O ministro da Secretaria-Geral da Presidência, Guilherme Boulos, afirmou nesta terça-feira (12) que a iniciativa de encerrar a escala de trabalho 6 por 1 enfrenta resistência de setores econômicos poderosos que, segundo ele, recorrem a ameaças e alarmismo para atrasar a aprovação da proposta.
Em entrevista ao programa Bom Dia, Ministro, produzido pela Empresa Brasil de Comunicação (EBC), Boulos disse que grupos contrários chegam a promover um “terrorismo econômico” com o objetivo de postergar a votação da matéria no Legislativo. O ministro explicou que parte desses setores também tenta impor prazos para a vigência da nova jornada, medida que o governo do presidente Luiz Inácio Lula da Silva não apoiará.
Argumentos e dados citados
Boulos sustentou que a defesa da redução da jornada de trabalho coloca o presidente Lula em confronto com um “grande sistema econômico”, mas ressaltou que essa posição faz parte do mandato para o qual foi eleito. O ministro relacionou a reação atual a movimentos históricos de resistência a avanços trabalhistas, citando episódios como a criação do salário mínimo durante o governo de Getúlio Vargas.

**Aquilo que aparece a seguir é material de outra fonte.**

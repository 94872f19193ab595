// Copyright (c) Zefchain Labs, Inc.
// SPDX-License-Identifier: Apache-2.0

//! Prompt generation through an OpenAI-compatible chat-completions API.

use std::time::Duration;

use chrono::{DateTime, Utc};
use serde::{Deserialize, Serialize};
use tracing::{info, instrument};

use crate::{
    client::{post_json, reqwest_client},
    GenerationError,
};

pub const DEFAULT_LLM_API_URL: &str = "https://api.deepseek.com/v1";
pub const DEFAULT_LLM_MODEL: &str = "deepseek-chat";

const MAX_TOKENS: u32 = 300;
const TEMPERATURE: f32 = 0.8;
const TOP_P: f32 = 0.9;

const SYSTEM_PROMPT: &str = "你是一个专业的 AI 艺术 prompt 工程师。你的任务是根据用户提供的方向和风格，生成高质量、详细的艺术创作 prompt。
生成的 prompt 应该：
1. 具体而详细，包含视觉元素
2. 适合 AI 艺术生成工具（如 Midjourney、DALL-E、Stable Diffusion）
3. 包含艺术风格、光影、构图等专业术语
4. 长度在 50-300 个字之间
5. 使用中文，专业且富有创意
6. 可以偏向于使用AI山海经的样子
请只返回生成的 prompt 内容，不要包含额外的解释。";

const REFINE_SYSTEM_PROMPT: &str = "你是AI艺术Prompt工程师。";

#[derive(Clone, Debug, PartialEq, Serialize, Deserialize)]
#[serde(rename_all = "camelCase")]
pub struct GeneratedPrompt {
    pub prompt: String,
    pub direction: String,
    pub style: Option<String>,
    pub timestamp: DateTime<Utc>,
}

#[derive(Serialize)]
struct ChatRequest<'a> {
    model: &'a str,
    messages: [ChatMessage<'a>; 2],
    max_tokens: u32,
    #[serde(skip_serializing_if = "Option::is_none")]
    temperature: Option<f32>,
    #[serde(skip_serializing_if = "Option::is_none")]
    top_p: Option<f32>,
}

#[derive(Serialize)]
struct ChatMessage<'a> {
    role: &'static str,
    content: &'a str,
}

#[derive(Deserialize)]
struct ChatResponse {
    #[serde(default)]
    choices: Vec<ChatChoice>,
}

#[derive(Deserialize)]
struct ChatChoice {
    message: ChatReply,
}

#[derive(Deserialize)]
struct ChatReply {
    content: Option<String>,
}

/// A client of the chat-completions API generating art prompts.
#[derive(Clone, Debug)]
pub struct PromptGenerator {
    client: reqwest::Client,
    base_url: String,
    api_key: Option<String>,
    model: String,
}

impl PromptGenerator {
    /// Creates a client of the API at `base_url`, without the `/chat/completions` suffix.
    pub fn new(
        base_url: impl Into<String>,
        api_key: Option<String>,
        timeout: Duration,
    ) -> Result<Self, GenerationError> {
        Ok(Self {
            client: reqwest_client(timeout)?,
            base_url: base_url.into().trim_end_matches('/').to_string(),
            api_key,
            model: DEFAULT_LLM_MODEL.to_string(),
        })
    }

    pub fn with_model(mut self, model: impl Into<String>) -> Self {
        self.model = model.into();
        self
    }

    /// Generates an art prompt following a creative `direction`, with an optional style
    /// preference.
    #[instrument(skip(self))]
    pub async fn generate(
        &self,
        direction: &str,
        style: Option<&str>,
    ) -> Result<GeneratedPrompt, GenerationError> {
        let direction = direction.trim();
        if direction.is_empty() {
            return Err(GenerationError::EmptyInput("direction"));
        }
        let style = style.map(str::trim).filter(|style| !style.is_empty());
        let style_line = style
            .map(|style| format!("风格偏好：{style}"))
            .unwrap_or_default();
        let user_prompt = format!(
            "请为以下方向生成一个专业的艺术创作 prompt：\n方向：{direction}\n{style_line}\n要求：创意独特，视觉冲击力强，适合制作成 NFT 艺术品。"
        );
        let prompt = self
            .complete(SYSTEM_PROMPT, &user_prompt, Some(TEMPERATURE), Some(TOP_P))
            .await?;
        info!(length = prompt.chars().count(), "Generated prompt");
        Ok(GeneratedPrompt {
            prompt,
            direction: direction.to_string(),
            style: style.map(str::to_string),
            timestamp: Utc::now(),
        })
    }

    /// Sends a raw prompt to the model and returns its answer.
    #[instrument(skip(self, prompt))]
    pub async fn refine(&self, prompt: &str) -> Result<String, GenerationError> {
        let prompt = prompt.trim();
        if prompt.is_empty() {
            return Err(GenerationError::EmptyInput("prompt"));
        }
        self.complete(REFINE_SYSTEM_PROMPT, prompt, None, None).await
    }

    async fn complete(
        &self,
        system: &str,
        user: &str,
        temperature: Option<f32>,
        top_p: Option<f32>,
    ) -> Result<String, GenerationError> {
        let api_key = self
            .api_key
            .as_deref()
            .ok_or(GenerationError::MissingApiKey("prompt generation"))?;
        let request = ChatRequest {
            model: &self.model,
            messages: [
                ChatMessage {
                    role: "system",
                    content: system,
                },
                ChatMessage {
                    role: "user",
                    content: user,
                },
            ],
            max_tokens: MAX_TOKENS,
            temperature,
            top_p,
        };
        let url = format!("{}/chat/completions", self.base_url);
        let response: ChatResponse = post_json(&self.client, &url, api_key, &request).await?;
        response
            .choices
            .into_iter()
            .next()
            .and_then(|choice| choice.message.content)
            .map(|content| content.trim().to_string())
            .filter(|content| !content.is_empty())
            .ok_or(GenerationError::MissingField("choices[0].message.content"))
    }
}
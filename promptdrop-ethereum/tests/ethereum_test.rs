// Copyright (c) Zefchain Labs, Inc.
// SPDX-License-Identifier: Apache-2.0

use assert_matches::assert_matches;
use promptdrop_ethereum::{
    client::{ContentAccessor, NftMinter as _, NftQueries as _},
    common::EthereumServiceError,
    provider::EthereumClient,
    test_utils::{test_address, MemoryNftContract, SEPOLIA_CHAIN_ID},
    Address,
};

#[tokio::test]
async fn test_memory_contract_mint_and_read() -> anyhow::Result<()> {
    let contract = MemoryNftContract::default();
    let alice = test_address(1);
    let bob = test_address(2);

    let first = contract.mint(alice, "first prompt").await?;
    let second = contract.mint(bob, "second prompt").await?;
    assert_eq!(first.token_id, Some(1));
    assert_eq!(second.token_id, Some(2));
    assert_ne!(first.transaction_hash, second.transaction_hash);

    assert_eq!(contract.chain_id().await?, SEPOLIA_CHAIN_ID);
    assert_eq!(contract.balance_of(alice).await?, 1);
    assert_eq!(contract.owner_of(2).await?, bob);
    assert_eq!(contract.content_of(1).await?, "first prompt");
    Ok(())
}

#[tokio::test]
async fn test_memory_contract_nonexistent_and_failing_tokens() -> anyhow::Result<()> {
    let contract = MemoryNftContract::default();
    contract.insert(5, test_address(1), "gap before me").await;
    contract.fail_reads_for(5).await;

    assert_matches!(
        contract.owner_of(4).await,
        Err(EthereumServiceError::NonexistentToken(4))
    );
    assert_matches!(
        contract.owner_of(5).await,
        Err(EthereumServiceError::RpcError(_))
    );
    assert_eq!(contract.owner_queries(), 2);

    // Minting continues after the highest inserted id.
    let receipt = contract.mint(test_address(2), "next").await?;
    assert_eq!(receipt.token_id, Some(6));
    Ok(())
}

#[test]
fn test_client_rejects_invalid_url() {
    let result = EthereumClient::new("not a url", Address::ZERO, ContentAccessor::GetPrompt);
    assert_matches!(result, Err(EthereumServiceError::UrlParseError(_)));
}

#[test]
fn test_client_keeps_configuration() {
    let contract_address: Address = "0xDFFDEC1349d326173d825877a1D19267dDBbbe99"
        .parse()
        .unwrap();
    let client = EthereumClient::new(
        "http://127.0.0.1:8545",
        contract_address,
        ContentAccessor::TokenUri,
    )
    .unwrap();
    assert_eq!(client.contract_address(), contract_address);
    assert_eq!(client.accessor(), ContentAccessor::TokenUri);
    assert_eq!(client.accessor().to_string(), "tokenURI");
    let debug = format!("{client:?}");
    assert!(debug.contains("TokenUri"));
    assert!(debug.contains("contract_address"));
}
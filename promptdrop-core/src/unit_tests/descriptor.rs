// Copyright (c) Zefchain Labs, Inc.
// SPDX-License-Identifier: Apache-2.0

use chrono::TimeZone as _;
use test_case::test_case;

use super::*;
use crate::extractor::ContentExtractor;

fn new_year() -> DateTime<Utc> {
    Utc.with_ymd_and_hms(2024, 1, 1, 0, 0, 0).unwrap()
}

#[test]
fn test_compose_without_image_keeps_prompt() {
    let descriptor = compose("a quiet harbor", None, &TagLabels::CHINESE, new_year());
    assert_eq!(descriptor, "a quiet harbor");
}

#[test]
fn test_compose_layout() {
    let image = ImageAttachment {
        url: "https://x.com/a.png".to_string(),
        model: Some("cogview-3".to_string()),
    };
    let descriptor = compose("九尾火狐", Some(&image), &TagLabels::CHINESE, new_year());
    assert_eq!(
        descriptor,
        "九尾火狐\n\n[图像URL: https://x.com/a.png]\n[生成模型: cogview-3]\n[生成时间: 2024-01-01T00:00:00.000Z]"
    );
}

#[test]
fn test_compose_defaults_model() {
    let image = ImageAttachment {
        url: "https://x.com/a.png".to_string(),
        model: None,
    };
    let descriptor = compose("harbor", Some(&image), &TagLabels::ENGLISH, new_year());
    assert!(descriptor.contains("[generation model: CogView-3]"));
    assert!(descriptor.contains("[image URL: https://x.com/a.png]"));
}

#[test_case(TagLabels::ENGLISH; "with english labels")]
#[test_case(TagLabels::CHINESE; "with chinese labels")]
fn test_compose_then_extract(labels: TagLabels) {
    let image = ImageAttachment {
        url: "https://cdn.example.com/images/fox.webp".to_string(),
        model: None,
    };
    let prompt = "A fox made of embers,\nwalking through snow";
    let descriptor = compose(prompt, Some(&image), &labels, new_year());

    let extracted = ContentExtractor::default().extract(&descriptor);
    assert_eq!(extracted.image_url.as_deref(), Some(image.url.as_str()));
    assert_eq!(extracted.clean_prompt, prompt);
}

#[test_case("plain prompt", "plain prompt"; "with plain text")]
#[test_case(r#"{"description":"from description","prompt":"from prompt"}"#, "from description"; "with description")]
#[test_case(r#"{"description":"","prompt":"from prompt"}"#, "from prompt"; "with empty description")]
#[test_case(r#"{"name":"PromptNFT #3"}"#, r#"{"name":"PromptNFT #3"}"#; "without known fields")]
#[test_case(r#"["not", "an", "object"]"#, r#"["not", "an", "object"]"#; "with json array")]
#[test_case("{broken json", "{broken json"; "with broken json")]
fn test_descriptor_from_content(raw: &str, expected: &str) {
    assert_eq!(descriptor_from_content(raw), expected);
}

#[test]
fn test_label_sets() {
    assert_eq!(TagLabelSet::All.labels().len(), 2);
    assert_eq!(TagLabelSet::English.labels(), vec![TagLabels::ENGLISH]);
    assert_eq!(TagLabelSet::All.writer_labels(), TagLabels::CHINESE);
    assert_eq!(TagLabelSet::English.writer_labels(), TagLabels::ENGLISH);
}
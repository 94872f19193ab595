// Copyright (c) Zefchain Labs, Inc.
// SPDX-License-Identifier: Apache-2.0

//! The subcommands of `promptdrop`. Results are printed to standard output as JSON.

use std::{net::SocketAddr, sync::Arc};

use anyhow::{bail, Context as _};
use promptdrop_core::{
    Gallery, GalleryConfig, ImageAttachment, MintSession, OwnershipProber, RefreshOutcome,
    TagLabelSet,
};
use promptdrop_ethereum::Address;
use serde::Serialize;
use serde_json::json;
use tokio::{io::AsyncReadExt as _, net::TcpListener};
use tracing::{debug, info, warn};

use crate::{
    options::{ChainOptions, GenerationOptions, SignerOptions},
    server::{self, AppState},
};

/// What to mint.
#[derive(Debug, Clone, clap::Args)]
pub struct MintOptions {
    /// The recipient of the token. Defaults to the signing account.
    #[arg(long)]
    pub to: Option<Address>,

    /// The prompt to mint, as written by the user.
    #[arg(long, conflicts_with = "direction")]
    pub prompt: Option<String>,

    /// Generates the prompt from this creative direction instead.
    #[arg(long)]
    pub direction: Option<String>,

    /// The style preference used when generating the prompt.
    #[arg(long, requires = "direction")]
    pub style: Option<String>,

    /// Attaches an already generated image.
    #[arg(long, conflicts_with = "with_image")]
    pub image_url: Option<String>,

    /// Generates an image for the prompt and attaches it.
    #[arg(long)]
    pub with_image: bool,

    /// The size of the generated image.
    #[arg(long, requires = "with_image")]
    pub image_size: Option<String>,

    /// The style of the generated image.
    #[arg(long, requires = "with_image")]
    pub image_style: Option<String>,
}

fn print_json(value: &impl Serialize) -> anyhow::Result<()> {
    println!("{}", serde_json::to_string_pretty(value)?);
    Ok(())
}

pub async fn gallery(
    address: Address,
    chain: &ChainOptions,
    config: &GalleryConfig,
) -> anyhow::Result<()> {
    let gallery = Gallery::new(Arc::new(chain.client()?), config);
    let mut receiver = gallery.subscribe();
    let progress = tokio::spawn(async move {
        while receiver.changed().await.is_ok() {
            let state = *receiver.borrow_and_update();
            debug!(?state, "Gallery scan progress");
        }
    });

    let outcome = gallery.refresh(Some(address)).await;
    drop(gallery);
    progress.await?;

    match outcome? {
        RefreshOutcome::Current(collection) => print_json(&collection),
        outcome => bail!("unexpected gallery refresh outcome {outcome:?}"),
    }
}

pub async fn check_owner(
    token_id: u64,
    address: Address,
    chain: &ChainOptions,
    config: &GalleryConfig,
) -> anyhow::Result<()> {
    let prober = OwnershipProber::new(Arc::new(chain.client()?));
    let Some(probe) = prober.probe(token_id, address).await else {
        return print_json(&json!({
            "tokenId": token_id,
            "isOwner": false,
            "exists": false,
        }));
    };
    let content = probe
        .descriptor
        .as_deref()
        .map(|descriptor| config.extractor().extract(descriptor));
    print_json(&json!({
        "tokenId": token_id,
        "isOwner": probe.record.is_owner,
        "exists": true,
        "owner": probe.record.owner,
        "descriptor": probe.descriptor,
        "content": content,
    }))
}

pub async fn extract(descriptor: Option<String>, config: &GalleryConfig) -> anyhow::Result<()> {
    let descriptor = match descriptor {
        Some(descriptor) => descriptor,
        None => {
            let mut input = String::new();
            tokio::io::stdin()
                .read_to_string(&mut input)
                .await
                .context("failed to read the descriptor from standard input")?;
            input
        }
    };
    print_json(&config.extractor().extract(&descriptor))
}

pub async fn generate_prompt(
    direction: &str,
    style: Option<&str>,
    generation: &GenerationOptions,
) -> anyhow::Result<()> {
    let generated = generation
        .prompt_generator()?
        .generate(direction, style)
        .await?;
    print_json(&generated)
}

pub async fn generate_image(
    prompt: &str,
    size: Option<&str>,
    style: Option<&str>,
    generation: &GenerationOptions,
) -> anyhow::Result<()> {
    let image = generation
        .image_generator()?
        .generate(prompt, size, style)
        .await?;
    print_json(&image)
}

/// Runs the whole mint flow: prompt, image, then the mint transaction.
pub async fn mint(
    options: &MintOptions,
    chain: &ChainOptions,
    signer: &SignerOptions,
    generation: &GenerationOptions,
    tag_labels: TagLabelSet,
) -> anyhow::Result<()> {
    let key = signer.signer()?;
    let to = options.to.unwrap_or_else(|| key.address());
    let client = chain.signing_client(key, signer.mint_value_wei)?;
    let guard = chain.network_guard();
    // Fail before spending generation credits.
    guard.check(&client).await?;

    let mut session = MintSession::new(tag_labels.writer_labels());
    match (&options.prompt, &options.direction) {
        (Some(prompt), _) => session.set_manual_prompt(prompt.as_str())?,
        (None, Some(direction)) => {
            let generated = generation
                .prompt_generator()?
                .generate(direction, options.style.as_deref())
                .await
                .context("failed to generate the prompt")?;
            info!(prompt = %generated.prompt, "Generated prompt");
            session.set_ai_prompt(generated.prompt)?;
        }
        (None, None) => bail!("either --prompt or --direction is required"),
    }
    session.confirm_prompt()?;

    if let Some(url) = &options.image_url {
        session.attach_image(ImageAttachment {
            url: url.clone(),
            model: None,
        })?;
    } else if options.with_image {
        let image = generation
            .image_generator()?
            .generate(
                session.prompt(),
                options.image_size.as_deref(),
                options.image_style.as_deref(),
            )
            .await
            .context("failed to generate the image")?;
        info!(image_url = %image.image_url, "Generated image");
        session.attach_image(ImageAttachment {
            url: image.image_url,
            model: Some(image.model),
        })?;
    } else {
        session.skip_image()?;
    }

    let receipt = session.mint(&client, &guard, to).await?;
    print_json(&receipt)
}

pub async fn serve(
    address: SocketAddr,
    chain: &ChainOptions,
    config: &GalleryConfig,
    generation: &GenerationOptions,
) -> anyhow::Result<()> {
    let state = AppState::new(
        Arc::new(chain.client()?),
        chain.contract_address,
        config,
        generation.prompt_generator()?,
        generation.image_generator()?,
    );
    let listener = TcpListener::bind(address)
        .await
        .with_context(|| format!("failed to listen on {address}"))?;
    server::serve(listener, Arc::new(state), shutdown_signal()).await
}

async fn shutdown_signal() {
    if let Err(error) = tokio::signal::ctrl_c().await {
        warn!(%error, "Failed to listen for Ctrl-C, shutting down");
    }
    info!("Shutting down");
}
// Copyright (c) Zefchain Labs, Inc.
// SPDX-License-Identifier: Apache-2.0

//! Image generation through an image-generations API.

use std::time::Duration;

use rand::{seq::SliceRandom as _, Rng};
use serde::{Deserialize, Serialize};
use tracing::{info, instrument};

use crate::{
    client::{post_json, reqwest_client},
    GenerationError,
};

pub const DEFAULT_IMAGE_API_URL: &str = "https://open.bigmodel.cn/api/paas/v4/images/generations";
pub const DEFAULT_IMAGE_MODEL: &str = "cogview-3";
pub const DEFAULT_IMAGE_SIZE: &str = "1024x1024";
pub const DEFAULT_STYLE: &str = "default";

const STYLES: &[(&str, &str)] = &[
    ("digital-art", "数字艺术风格，高清细腻"),
    ("oil-painting", "中国传统油画风格，浓墨重彩"),
    ("watercolor", "水墨画风格，意境深远"),
    ("anime", "动漫插画风格，色彩鲜明"),
    ("concept-art", "概念艺术风格，富有想象力"),
    ("surreal", "超现实主义风格，梦幻神秘"),
    ("vintage", "复古古典风格，古色古香"),
    ("ai山海经", "中国古代山海经插画风格，古典神话"),
];

const DEFAULT_STYLE_DESCRIPTION: &str = "精美插画风格";

const ELEMENTS: &[&str] = &[
    "云雾缭绕的仙山",
    "古老的神兽",
    "金光闪闪的鳞片",
    "神秘的符文",
    "飘逸的仙气",
    "古代的宫殿",
    "翠绿的竹林",
    "潺潺的溪流",
];

const PROMPT_SUFFIX: &str = "中国古典神话色彩，4K高清，细节丰富，色彩饱满，富有艺术感";

/// The description appended for `style`. Unknown styles use the default description.
pub fn style_description(style: &str) -> &'static str {
    STYLES
        .iter()
        .find(|(name, _)| *name == style)
        .map_or(DEFAULT_STYLE_DESCRIPTION, |(_, description)| *description)
}

/// Adds a style description and one or two random scenery elements to `prompt`.
pub fn enhance_prompt<R: Rng + ?Sized>(prompt: &str, style: &str, rng: &mut R) -> String {
    let count = rng.gen_range(1..=2);
    let elements = ELEMENTS
        .choose_multiple(rng, count)
        .copied()
        .collect::<Vec<_>>()
        .join("，");
    format!(
        "{prompt}，{}，融入{elements}，{PROMPT_SUFFIX}",
        style_description(style)
    )
}

#[derive(Clone, Debug, PartialEq, Eq, Serialize, Deserialize)]
#[serde(rename_all = "camelCase")]
pub struct GeneratedImage {
    pub image_url: String,
    pub original_prompt: String,
    pub enhanced_prompt: String,
    pub model: String,
    pub size: String,
}

#[derive(Serialize)]
struct ImageRequest<'a> {
    model: &'a str,
    prompt: &'a str,
    size: &'a str,
    quality: &'static str,
    n: u32,
}

#[derive(Deserialize)]
struct ImageResponse {
    #[serde(default)]
    data: Vec<ImageData>,
}

#[derive(Deserialize)]
struct ImageData {
    url: Option<String>,
}

/// A client of the image-generations API.
#[derive(Clone, Debug)]
pub struct ImageGenerator {
    client: reqwest::Client,
    url: String,
    api_key: Option<String>,
    model: String,
}

impl ImageGenerator {
    pub fn new(
        url: impl Into<String>,
        api_key: Option<String>,
        timeout: Duration,
    ) -> Result<Self, GenerationError> {
        Ok(Self {
            client: reqwest_client(timeout)?,
            url: url.into(),
            api_key,
            model: DEFAULT_IMAGE_MODEL.to_string(),
        })
    }

    pub fn with_model(mut self, model: impl Into<String>) -> Self {
        self.model = model.into();
        self
    }

    /// Generates an image for `prompt`, enhanced with `style`.
    #[instrument(skip(self))]
    pub async fn generate(
        &self,
        prompt: &str,
        size: Option<&str>,
        style: Option<&str>,
    ) -> Result<GeneratedImage, GenerationError> {
        let prompt = prompt.trim();
        if prompt.is_empty() {
            return Err(GenerationError::EmptyInput("prompt"));
        }
        let api_key = self
            .api_key
            .as_deref()
            .ok_or(GenerationError::MissingApiKey("image generation"))?;
        let size = size.unwrap_or(DEFAULT_IMAGE_SIZE);
        let enhanced_prompt = enhance_prompt(
            prompt,
            style.unwrap_or(DEFAULT_STYLE),
            &mut rand::thread_rng(),
        );

        let request = ImageRequest {
            model: &self.model,
            prompt: &enhanced_prompt,
            size,
            quality: "standard",
            n: 1,
        };
        let response: ImageResponse = post_json(&self.client, &self.url, api_key, &request).await?;
        let image_url = response
            .data
            .into_iter()
            .next()
            .and_then(|data| data.url)
            .ok_or(GenerationError::MissingField("data[0].url"))?;
        info!(%image_url, "Generated image");
        Ok(GeneratedImage {
            image_url,
            original_prompt: prompt.to_string(),
            enhanced_prompt,
            model: self.model.clone(),
            size: size.to_string(),
        })
    }
}

#[cfg(test)]
#[path = "unit_tests/image.rs"]
mod tests;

Como referência técnica, Boulos mencionou estudo do Departamento Intersindical de Estatística e Estudos Socioeconômicos (Dieese) que aponta impacto médio de cerca de 1% no custo operacional das empresas caso a jornada seja reduzida para 40 horas semanais. Ele comparou esse efeito ao impacto do aumento real do salário mínimo e afirmou que tais mudanças não provocaram falências em massa nem desemprego, lembrando que o país registra o menor índice de desemprego da série histórica e crescimento do Produto Interno Bruto em patamar não observado nos últimos 12 anos.
O ministro também argumentou que a redução da jornada pode elevar a produtividade, destacando o aumento de problemas de saúde mental relacionados ao trabalho. Segundo Boulos, no ano passado cerca de 500 mil trabalhadores foram afastados por questões de saúde mental associadas ao excesso de trabalho.
Impacto nas mulheres
Boulos ressaltou que o fim da escala 6 por 1 terá efeito direto sobre as mulheres, que frequentemente acumulam dupla jornada. No entendimento do ministro, muitos dias de folga feminina acabam convertidos em trabalho doméstico, de modo que a mudança representaria um alívio para essas trabalhadoras.
O governo segue articulando a proposta e o debate público sobre o tema, com base em estudos e indicadores apresentados pela equipe ministerial.